There is an interesting little note (available on line) from 1975 hidden in the Margaret Thatcher archive. It is a note from Adam Ridley to Thatcher:
I formed the strong impression that the Bank [of England] are more worried about the inflationary situation than some other parts of the official machine… First, they have recently carried out an elaborate analysis of [wage] settlements in the public and private sector since the TUC’s wage guidelines were published last June, taking care to consider not only the size of the individual awards but the period between settlements. As far as I can gather their conclusion is that though private sector settlements may on average be of smaller size than those in the public sector, their greater frequency has led to a faster rate of growth in wage rates in the private sector. This is consistent with the information one can glean from the FT’s monthly survey.
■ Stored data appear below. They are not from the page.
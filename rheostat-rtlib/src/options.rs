// Copyright 2025 Rheostat Contributors
//
// Licensed under the Apache License, Version 2.0 (the "License");
// you may not use this file except in compliance with the License.
// You may obtain a copy of the License at
//
//     http://www.apache.org/licenses/LICENSE-2.0
//
// Unless required by applicable law or agreed to in writing, software
// distributed under the License is distributed on an "AS IS" BASIS,
// WITHOUT WARRANTIES OR CONDITIONS OF ANY KIND, either express or implied.
// See the License for the specific language governing permissions and
// limitations under the License.

//! Tuning flags parsed from a colon-separated environment string, e.g.
//! `RHEOSTAT_RTLIB_OPTS="Ds30:G:p1"`. Unknown flags are skipped with a
//! warning. Performance-counter and OpenCL flags are retained for
//! inspection but not acted upon.

use tracing::warn;

pub const OPTIONS_ENV: &str = "RHEOSTAT_RTLIB_OPTS";

#[derive(Debug, Clone, Copy, PartialEq, Eq)]
pub enum DurationLimit {
    Seconds(u64),
    Cycles(u64),
}

#[derive(Debug, Clone, Copy, PartialEq, Eq, Default)]
pub enum CounterScope {
    Global,
    #[default]
    PerExc,
    Overheads,
}

#[derive(Debug, Clone, Copy, PartialEq, Eq, Default)]
pub struct StatsOutput {
    pub csv: bool,
    pub file: bool,
    pub summary: bool,
}

#[derive(Debug, Clone, Default, PartialEq)]
pub struct RtLibOptions {
    /// Stop the execution context after this many cycles or seconds.
    pub duration: Option<DurationLimit>,
    pub counter_scope: CounterScope,
    /// Run without a resource manager, forcing the given working mode.
    pub unmanaged_awm: Option<u8>,
    pub perf_verbosity: Option<u8>,
    /// Raw performance counters: verbosity level plus the raw event
    /// codes, verbatim.
    pub raw_counters: Option<(u8, String)>,
    pub stats_output: StatsOutput,
    /// Control-group override string, verbatim.
    pub cgroup_override: Option<String>,
    pub opencl_profiling: Option<u8>,
}

impl RtLibOptions {
    pub fn from_env() -> Self {
        match std::env::var(OPTIONS_ENV) {
            Ok(raw) => Self::parse(&raw),
            Err(_) => Self::default(),
        }
    }

    pub fn parse(raw: &str) -> Self {
        let mut options = Self::default();
        for token in raw.split(':').filter(|token| !token.is_empty()) {
            options.parse_token(token);
        }
        options
    }

    fn parse_token(&mut self, token: &str) {
        let mut chars = token.chars();
        let flag = chars.next().unwrap();
        let rest = chars.as_str();
        match flag {
            'D' => {
                let mut rest_chars = rest.chars();
                let unit = rest_chars.next();
                let number = rest_chars.as_str().parse::<u64>().ok();
                self.duration = match (unit, number) {
                    (Some('s'), Some(n)) => Some(DurationLimit::Seconds(n)),
                    (Some('c'), Some(n)) => Some(DurationLimit::Cycles(n)),
                    _ => {
                        warn!(token, "malformed duration limit, ignored");
                        self.duration
                    }
                };
            }
            'G' if rest.is_empty() => self.counter_scope = CounterScope::Global,
            'K' if rest.is_empty() => self.counter_scope = CounterScope::PerExc,
            'O' if rest.is_empty() => self.counter_scope = CounterScope::Overheads,
            'U' => match rest.parse::<u8>() {
                Ok(awm) => self.unmanaged_awm = Some(awm),
                Err(_) => warn!(token, "malformed unmanaged working mode, ignored"),
            },
            'p' => match rest.parse::<u8>() {
                Ok(level) => self.perf_verbosity = Some(level),
                Err(_) => warn!(token, "malformed counter verbosity, ignored"),
            },
            'r' => match rest.split_once(',') {
                Some((level, codes)) => match level.parse::<u8>() {
                    Ok(level) => self.raw_counters = Some((level, codes.to_string())),
                    Err(_) => warn!(token, "malformed raw counter level, ignored"),
                },
                None => warn!(token, "malformed raw counter list, ignored"),
            },
            'c' if rest.is_empty() => self.stats_output.csv = true,
            'f' if rest.is_empty() => self.stats_output.file = true,
            's' if rest.is_empty() => self.stats_output.summary = true,
            'C' => self.cgroup_override = Some(rest.to_string()),
            'o' => match rest.parse::<u8>() {
                Ok(level) => self.opencl_profiling = Some(level),
                Err(_) => warn!(token, "malformed profiling level, ignored"),
            },
            _ => warn!(token, "unknown tuning flag, ignored"),
        }
    }
}

#[cfg(test)]
mod tests {
    use test_r::test;

    use super::*;

    #[test]
    fn a_full_flag_string_parses() {
        let options = RtLibOptions::parse("Ds30:G:p2:r1,0x3c,0x4f:c:s:Cuser.slice:o1");
        assert_eq!(options.duration, Some(DurationLimit::Seconds(30)));
        assert_eq!(options.counter_scope, CounterScope::Global);
        assert_eq!(options.perf_verbosity, Some(2));
        assert_eq!(
            options.raw_counters,
            Some((1, "0x3c,0x4f".to_string()))
        );
        assert!(options.stats_output.csv);
        assert!(!options.stats_output.file);
        assert!(options.stats_output.summary);
        assert_eq!(options.cgroup_override.as_deref(), Some("user.slice"));
        assert_eq!(options.opencl_profiling, Some(1));
    }

    #[test]
    fn cycle_limits_and_unmanaged_mode_parse() {
        let options = RtLibOptions::parse("Dc1000:U2");
        assert_eq!(options.duration, Some(DurationLimit::Cycles(1000)));
        assert_eq!(options.unmanaged_awm, Some(2));
    }

    #[test]
    fn malformed_and_unknown_tokens_are_skipped() {
        let options = RtLibOptions::parse("Dx9:U:zz::p1");
        assert_eq!(options.duration, None);
        assert_eq!(options.unmanaged_awm, None);
        assert_eq!(options.perf_verbosity, Some(1));
    }
}
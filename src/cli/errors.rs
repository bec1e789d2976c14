//! CLI-specific error types
//!
//! CLI errors end the process; per-request failures never become CLI errors.

use std::fmt;
use std::io;

/// CLI error codes
#[derive(Debug, Clone, Copy, PartialEq, Eq)]
pub enum CliErrorCode {
    /// Configuration file error
    ConfigError,
    /// I/O error (stdin/stdout)
    IoError,
}

impl CliErrorCode {
    /// Get the error code string
    pub fn code(&self) -> &'static str {
        match self {
            Self::ConfigError => "USERDB_CLI_CONFIG_ERROR",
            Self::IoError => "USERDB_CLI_IO_ERROR",
        }
    }
}

/// CLI error
#[derive(Debug)]
pub struct CliError {
    code: CliErrorCode,
    message: String,
}

impl CliError {
    pub fn new(code: CliErrorCode, message: impl Into<String>) -> Self {
        Self {
            code,
            message: message.into(),
        }
    }

    pub fn config_error(msg: impl Into<String>) -> Self {
        Self::new(CliErrorCode::ConfigError, msg)
    }

    pub fn io_error(msg: impl Into<String>) -> Self {
        Self::new(CliErrorCode::IoError, msg)
    }

    pub fn code(&self) -> CliErrorCode {
        self.code
    }

    pub fn message(&self) -> &str {
        &self.message
    }
}

impl fmt::Display for CliError {
    fn fmt(&self, f: &mut fmt::Formatter<'_>) -> fmt::Result {
        write!(f, "{}: {}", self.code.code(), self.message)
    }
}

impl std::error::Error for CliError {}

impl From<io::Error> for CliError {
    fn from(e: io::Error) -> Self {
        Self::io_error(e.to_string())
    }
}

impl From<serde_json::Error> for CliError {
    fn from(e: serde_json::Error) -> Self {
        Self::io_error(format!("JSON error: {}", e))
    }
}

/// CLI result type
pub type CliResult<T> = Result<T, CliError>;
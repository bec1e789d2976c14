//! Request schema
//!
//! Maps each request name to its ordered argument names. Hosts use it to
//! check envelopes before the handler runs; the table itself is checked once,
//! when it is built.

use std::collections::{BTreeMap, HashSet};

use serde_json::{Map, Value};

use crate::observability::Logger;

use super::errors::{ApiError, ApiResult};

/// Every request the handler can serve
#[derive(Debug, Clone, Copy, PartialEq, Eq, Hash, PartialOrd, Ord)]
pub enum Operation {
    StoreNewUser,
    GetAllUsers,
}

impl Operation {
    pub const ALL: [Operation; 2] = [Operation::StoreNewUser, Operation::GetAllUsers];

    /// Wire name of the request
    pub fn name(&self) -> &'static str {
        match self {
            Operation::StoreNewUser => "store_new_user",
            Operation::GetAllUsers => "get_all_users",
        }
    }

    /// Argument names, in positional order
    pub fn arg_names(&self) -> &'static [&'static str] {
        match self {
            Operation::StoreNewUser => &["name", "url", "languages", "year"],
            Operation::GetAllUsers => &[],
        }
    }
}

/// Validated request-name to argument-list table
#[derive(Debug, Clone)]
pub struct RequestSchema {
    operations: BTreeMap<&'static str, Operation>,
}

impl RequestSchema {
    /// Build a schema from a set of operations.
    ///
    /// Fails on a repeated request name or a repeated argument name.
    pub fn new(operations: impl IntoIterator<Item = Operation>) -> ApiResult<Self> {
        let mut table = BTreeMap::new();
        for op in operations {
            let mut seen = HashSet::new();
            for arg in op.arg_names() {
                if !seen.insert(*arg) {
                    return Err(ApiError::schema_invalid(format!(
                        "Duplicate argument '{}' in request '{}'",
                        arg,
                        op.name()
                    )));
                }
            }
            if table.insert(op.name(), op).is_some() {
                return Err(ApiError::schema_invalid(format!(
                    "Request '{}' registered twice",
                    op.name()
                )));
            }
        }
        Ok(Self { operations: table })
    }

    /// The schema covering every operation.
    ///
    /// Built through `new`, so the operation table passes the same checks as
    /// any other schema. A table that fails them is logged at FATAL and
    /// serves nothing; every request then fails as unknown.
    pub fn standard() -> Self {
        match Self::new(Operation::ALL) {
            Ok(schema) => schema,
            Err(e) => {
                Logger::fatal(
                    "SCHEMA_INVALID",
                    &[("code", e.code()), ("message", e.message())],
                );
                Self {
                    operations: BTreeMap::new(),
                }
            }
        }
    }

    /// Resolve a request name
    pub fn lookup(&self, request: &str) -> ApiResult<Operation> {
        self.operations
            .get(request)
            .copied()
            .ok_or_else(|| ApiError::unknown_operation(request))
    }

    /// Check `args` against the schema and return them keyed by name.
    ///
    /// `args` may be an object keyed by argument name or an array in
    /// positional order. A missing `args` is accepted only for requests
    /// without arguments. The names must match exactly: nothing missing,
    /// nothing extra.
    pub fn bind_args(&self, op: Operation, args: Option<&Value>) -> ApiResult<Map<String, Value>> {
        let expected = op.arg_names();

        let bound = match args {
            None | Some(Value::Null) => Map::new(),
            Some(Value::Object(map)) => map.clone(),
            Some(Value::Array(values)) => {
                if values.len() != expected.len() {
                    return Err(ApiError::invalid_request(format!(
                        "Request '{}' takes {} argument(s), got {}",
                        op.name(),
                        expected.len(),
                        values.len()
                    )));
                }
                expected
                    .iter()
                    .map(|name| name.to_string())
                    .zip(values.iter().cloned())
                    .collect()
            }
            Some(other) => {
                return Err(ApiError::invalid_request(format!(
                    "Arguments must be an object or an array, got {}",
                    json_type_name(other)
                )))
            }
        };

        for name in expected {
            if !bound.contains_key(*name) {
                return Err(ApiError::invalid_request(format!("Missing argument: {}", name)));
            }
        }
        if let Some(extra) = bound.keys().find(|k| !expected.contains(&k.as_str())) {
            return Err(ApiError::invalid_request(format!("Unexpected argument: {}", extra)));
        }

        Ok(bound)
    }

    /// Render as `{request: [arg, ...]}`
    pub fn to_json(&self) -> Value {
        let map: Map<String, Value> = self
            .operations
            .iter()
            .map(|(name, op)| {
                let args = op.arg_names().iter().map(|a| Value::from(*a)).collect();
                (name.to_string(), Value::Array(args))
            })
            .collect();
        Value::Object(map)
    }
}

impl Default for RequestSchema {
    fn default() -> Self {
        Self::standard()
    }
}

fn json_type_name(value: &Value) -> &'static str {
    match value {
        Value::Null => "null",
        Value::Bool(_) => "boolean",
        Value::Number(_) => "number",
        Value::String(_) => "string",
        Value::Array(_) => "array",
        Value::Object(_) => "object",
    }
}
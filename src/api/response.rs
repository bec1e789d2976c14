//! RPC result type
//!
//! Every handler invocation produces exactly one `RpcResult`.

use serde_json::{json, Value};

use super::errors::ApiError;

/// Tagged success/failure returned to the host
#[derive(Debug, Clone, PartialEq)]
pub enum RpcResult {
    Success(Value),
    Failure(String),
}

impl RpcResult {
    /// Create a success result
    pub fn success(data: Value) -> Self {
        RpcResult::Success(data)
    }

    /// Create a failure result
    pub fn failure(reason: impl Into<String>) -> Self {
        RpcResult::Failure(reason.into())
    }

    /// Create a failure result from an API error
    pub fn error(err: &ApiError) -> Self {
        RpcResult::Failure(err.to_string())
    }

    pub fn is_success(&self) -> bool {
        matches!(self, RpcResult::Success(_))
    }

    /// Success payload, if any
    pub fn data(&self) -> Option<&Value> {
        match self {
            RpcResult::Success(data) => Some(data),
            RpcResult::Failure(_) => None,
        }
    }

    /// Failure reason, if any
    pub fn reason(&self) -> Option<&str> {
        match self {
            RpcResult::Success(_) => None,
            RpcResult::Failure(reason) => Some(reason),
        }
    }

    /// Wire form: `{"id", "result": "success", "data"}` or
    /// `{"id", "result": "failure", "reason"}`
    pub fn to_envelope(&self, id: Option<&Value>) -> Value {
        let id = id.cloned().unwrap_or(Value::Null);
        match self {
            RpcResult::Success(data) => json!({"id": id, "result": "success", "data": data}),
            RpcResult::Failure(reason) => json!({"id": id, "result": "failure", "reason": reason}),
        }
    }
}

#[cfg(test)]
mod tests {
    use super::*;

    #[test]
    fn test_success_envelope() {
        let result = RpcResult::success(json!([{"name": "Alice"}]));
        let env = result.to_envelope(Some(&json!(7)));
        assert_eq!(env["id"], 7);
        assert_eq!(env["result"], "success");
        assert_eq!(env["data"][0]["name"], "Alice");
    }

    #[test]
    fn test_failure_envelope() {
        let err = ApiError::invalid_request("Missing argument: name");
        let result = RpcResult::error(&err);
        assert!(!result.is_success());
        assert_eq!(result.reason(), Some("USERDB_INVALID_REQUEST: Missing argument: name"));

        let env = result.to_envelope(None);
        assert_eq!(env["id"], Value::Null);
        assert_eq!(env["result"], "failure");
        assert!(env.get("data").is_none());
    }
}
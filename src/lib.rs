//! user_database - an RPC handler that keeps user records in a durable JSON document

pub mod api;
pub mod cli;
pub mod observability;
pub mod storage;

pub use api::{RpcResult, UserDatabaseHandler};
pub use storage::{DurableStore, RecordSet, UserRecord, Year};
//! Structured JSON logger
//!
//! - One log line = one event
//! - Deterministic key ordering
//! - Synchronous, no buffering
//! - Always stderr: stdout belongs to the RPC transport

use std::fmt;
use std::io::{self, Write};
use std::str::FromStr;
use std::sync::atomic::{AtomicU8, Ordering};

/// Log severity levels
#[derive(Debug, Clone, Copy, PartialEq, Eq, PartialOrd, Ord)]
pub enum Severity {
    /// Debug-level detail
    Trace = 0,
    /// Normal operations
    Info = 1,
    /// Recoverable issues, including silently tolerated data loss
    Warn = 2,
    /// Operation failures
    Error = 3,
    /// Unrecoverable, process exits
    Fatal = 4,
}

impl Severity {
    /// Returns the string representation
    pub fn as_str(&self) -> &'static str {
        match self {
            Severity::Trace => "TRACE",
            Severity::Info => "INFO",
            Severity::Warn => "WARN",
            Severity::Error => "ERROR",
            Severity::Fatal => "FATAL",
        }
    }

    fn from_u8(v: u8) -> Self {
        match v {
            0 => Severity::Trace,
            1 => Severity::Info,
            2 => Severity::Warn,
            3 => Severity::Error,
            _ => Severity::Fatal,
        }
    }
}

impl fmt::Display for Severity {
    fn fmt(&self, f: &mut fmt::Formatter<'_>) -> fmt::Result {
        write!(f, "{}", self.as_str())
    }
}

impl FromStr for Severity {
    type Err = String;

    fn from_str(s: &str) -> Result<Self, Self::Err> {
        match s.to_ascii_lowercase().as_str() {
            "trace" => Ok(Severity::Trace),
            "info" => Ok(Severity::Info),
            "warn" | "warning" => Ok(Severity::Warn),
            "error" => Ok(Severity::Error),
            "fatal" => Ok(Severity::Fatal),
            other => Err(format!("unknown log level: {}", other)),
        }
    }
}

static MIN_SEVERITY: AtomicU8 = AtomicU8::new(Severity::Info as u8);

/// A structured logger that outputs JSON logs
pub struct Logger;

impl Logger {
    /// Set the lowest severity that is emitted. Set once by the host at startup.
    pub fn set_min_severity(severity: Severity) {
        MIN_SEVERITY.store(severity as u8, Ordering::Relaxed);
    }

    /// Current minimum severity
    pub fn min_severity() -> Severity {
        Severity::from_u8(MIN_SEVERITY.load(Ordering::Relaxed))
    }

    /// Log an event with the given severity and fields
    ///
    /// Fields are output in deterministic order (alphabetical by key)
    pub fn log(severity: Severity, event: &str, fields: &[(&str, &str)]) {
        if severity < Self::min_severity() {
            return;
        }
        Self::log_to_writer(severity, event, fields, &mut io::stderr());
    }

    fn log_to_writer<W: Write>(
        severity: Severity,
        event: &str,
        fields: &[(&str, &str)],
        writer: &mut W,
    ) {
        let mut output = String::with_capacity(256);

        output.push('{');

        output.push_str("\"event\":\"");
        Self::escape_json_string(&mut output, event);
        output.push('"');

        output.push_str(",\"severity\":\"");
        output.push_str(severity.as_str());
        output.push('"');

        let mut sorted_fields: Vec<_> = fields.iter().collect();
        sorted_fields.sort_by_key(|(k, _)| *k);

        for (key, value) in sorted_fields {
            output.push_str(",\"");
            Self::escape_json_string(&mut output, key);
            output.push_str("\":\"");
            Self::escape_json_string(&mut output, value);
            output.push('"');
        }

        output.push_str("}\n");

        // One write per line so concurrent requests never interleave mid-event
        let _ = writer.write_all(output.as_bytes());
        let _ = writer.flush();
    }

    fn escape_json_string(output: &mut String, s: &str) {
        for c in s.chars() {
            match c {
                '"' => output.push_str("\\\""),
                '\\' => output.push_str("\\\\"),
                '\n' => output.push_str("\\n"),
                '\r' => output.push_str("\\r"),
                '\t' => output.push_str("\\t"),
                c if c.is_control() => {
                    output.push_str(&format!("\\u{:04x}", c as u32));
                }
                c => output.push(c),
            }
        }
    }

    /// Log at TRACE level
    pub fn trace(event: &str, fields: &[(&str, &str)]) {
        Self::log(Severity::Trace, event, fields);
    }

    /// Log at INFO level
    pub fn info(event: &str, fields: &[(&str, &str)]) {
        Self::log(Severity::Info, event, fields);
    }

    /// Log at WARN level
    pub fn warn(event: &str, fields: &[(&str, &str)]) {
        Self::log(Severity::Warn, event, fields);
    }

    /// Log at ERROR level
    pub fn error(event: &str, fields: &[(&str, &str)]) {
        Self::log(Severity::Error, event, fields);
    }

    /// Log at FATAL level
    pub fn fatal(event: &str, fields: &[(&str, &str)]) {
        Self::log(Severity::Fatal, event, fields);
    }
}

#[cfg(test)]
pub fn capture_log(severity: Severity, event: &str, fields: &[(&str, &str)]) -> String {
    let mut buffer = Vec::new();
    Logger::log_to_writer(severity, event, fields, &mut buffer);
    String::from_utf8(buffer).unwrap()
}
//! Durable storage for user records
//!
//! # Design Principles
//!
//! - One backing file holds the entire record set as a JSON array
//! - Full-document rewrites via temp file, fsync and rename
//! - One lock per backing file around every read-modify-write
//! - A missing or malformed document reads as empty; other read failures are errors

mod document;
mod errors;
mod lock;
mod record;

pub use document::DurableStore;
pub use errors::{StoreError, StoreErrorCode, StoreResult};
pub use record::{RecordSet, UserRecord, Year};
//! CLI module: a stdio host for the handler
//!
//! Provides:
//! - serve: answer newline-delimited JSON requests on stdin/stdout
//! - dump: one-shot get_all_users
//! - schema: print the request schema

mod args;
mod commands;
mod config;
mod errors;
mod io;

pub use args::{Cli, Command, StoreOptions};
pub use commands::{dump, run_command, schema, serve, serve_stream};
pub use config::Config;
pub use errors::{CliError, CliErrorCode, CliResult};
pub use io::{write_line, Envelope};

/// Parse arguments and run the selected command
pub fn run() -> CliResult<()> {
    run_command(Cli::parse_args().command)
}
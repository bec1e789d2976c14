//! Request handler for the user database
//!
//! Dispatches validated requests to the durable store. Serialization of
//! writers happens inside the store, so a handler can be shared across
//! threads behind an `Arc`.

use std::path::PathBuf;
use std::sync::Arc;

use serde_json::{json, Value};

use crate::observability::{Logger, MetricsRegistry};
use crate::storage::{DurableStore, Year};

use super::errors::{ApiError, ApiResult};
use super::request::{Request, StoreNewUserRequest};
use super::response::RpcResult;
use super::schema::RequestSchema;

/// Handler serving `store_new_user` and `get_all_users`
pub struct UserDatabaseHandler {
    schema: RequestSchema,
    store: DurableStore,
    metrics: Arc<MetricsRegistry>,
}

impl UserDatabaseHandler {
    /// Name the host registers this handler under
    pub const NAME: &'static str = "user_database";

    /// Create a handler over an existing store
    pub fn new(store: DurableStore) -> Self {
        Self {
            schema: RequestSchema::standard(),
            metrics: Arc::clone(store.metrics()),
            store,
        }
    }

    /// Create a handler backed by the file at `path`
    pub fn open(path: impl Into<PathBuf>) -> Self {
        Self::new(DurableStore::open(path))
    }

    pub fn schema(&self) -> &RequestSchema {
        &self.schema
    }

    pub fn store(&self) -> &DurableStore {
        &self.store
    }

    pub fn metrics(&self) -> &Arc<MetricsRegistry> {
        &self.metrics
    }

    /// Handle a request given by name and raw arguments.
    ///
    /// Schema violations become a `Failure` without touching the store.
    pub fn handle_raw(&self, name: &str, args: Option<&Value>) -> RpcResult {
        match Request::bind(&self.schema, name, args) {
            Ok(request) => self.handle(request),
            Err(e) => self.fail(name, e),
        }
    }

    /// Dispatch a validated request
    pub fn handle(&self, request: Request) -> RpcResult {
        let name = request.operation().name();
        let result = match request {
            Request::StoreNewUser(r) => self.do_store_new_user(r),
            Request::GetAllUsers => self.do_get_all_users(),
        };

        match result {
            Ok(data) => {
                self.metrics.increment_requests_succeeded();
                RpcResult::success(data)
            }
            Err(e) => self.fail(name, e),
        }
    }

    /// Append one user and persist the whole record set.
    ///
    /// Succeeds with exactly `{"exit_code": 0}`, and only after the new
    /// document is durably in place.
    pub fn store_new_user(&self, req: StoreNewUserRequest) -> RpcResult {
        self.handle(Request::StoreNewUser(req))
    }

    /// Return every stored user in insertion order; `[]` when there are none
    pub fn get_all_users(&self) -> RpcResult {
        self.handle(Request::GetAllUsers)
    }

    fn do_store_new_user(&self, req: StoreNewUserRequest) -> ApiResult<Value> {
        let year = match &req.year {
            Some(Year::Number(n)) => n.to_string(),
            Some(Year::Text(s)) => s.clone(),
            None => String::new(),
        };
        Logger::info(
            "STORE_NEW_USER_RECEIVED",
            &[
                ("languages", req.languages.as_str()),
                ("name", req.name.as_str()),
                ("url", req.url.as_str()),
                ("year", year.as_str()),
            ],
        );

        let count = self.store.append(req.into_record())?;
        Logger::trace("STORE_NEW_USER_PERSISTED", &[("records", count.to_string().as_str())]);

        Ok(json!({"exit_code": 0}))
    }

    fn do_get_all_users(&self) -> ApiResult<Value> {
        Logger::info("GET_ALL_USERS_RECEIVED", &[]);

        let records = self.store.load()?;
        let count = records.len().to_string();
        let data = serde_json::to_value(records.into_vec())
            .map_err(|e| ApiError::from_store_error(e.into()))?;

        Logger::trace("GET_ALL_USERS_SENDING", &[("records", count.as_str())]);
        Ok(data)
    }

    fn fail(&self, request: &str, err: ApiError) -> RpcResult {
        self.metrics.increment_requests_failed();
        Logger::error(
            "REQUEST_FAILED",
            &[
                ("code", err.code()),
                ("message", err.message()),
                ("request", request),
            ],
        );
        RpcResult::error(&err)
    }
}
These are the words of the later Sir Adam Ridley of Hambros (remember them?), and the Director General of the London Investment Banking Association. Clearly an expert witness, he is advising Thatcher that her anti-public sector rhetoric is misdirected. In the mid-70s it was the private sector stoking up the wage-inflation. Somehow, that accusation went unheard.
The bane of Thatcher still percolates through the British blood-system. She not only did for much of British productive industry, but her manias led to our present debilities.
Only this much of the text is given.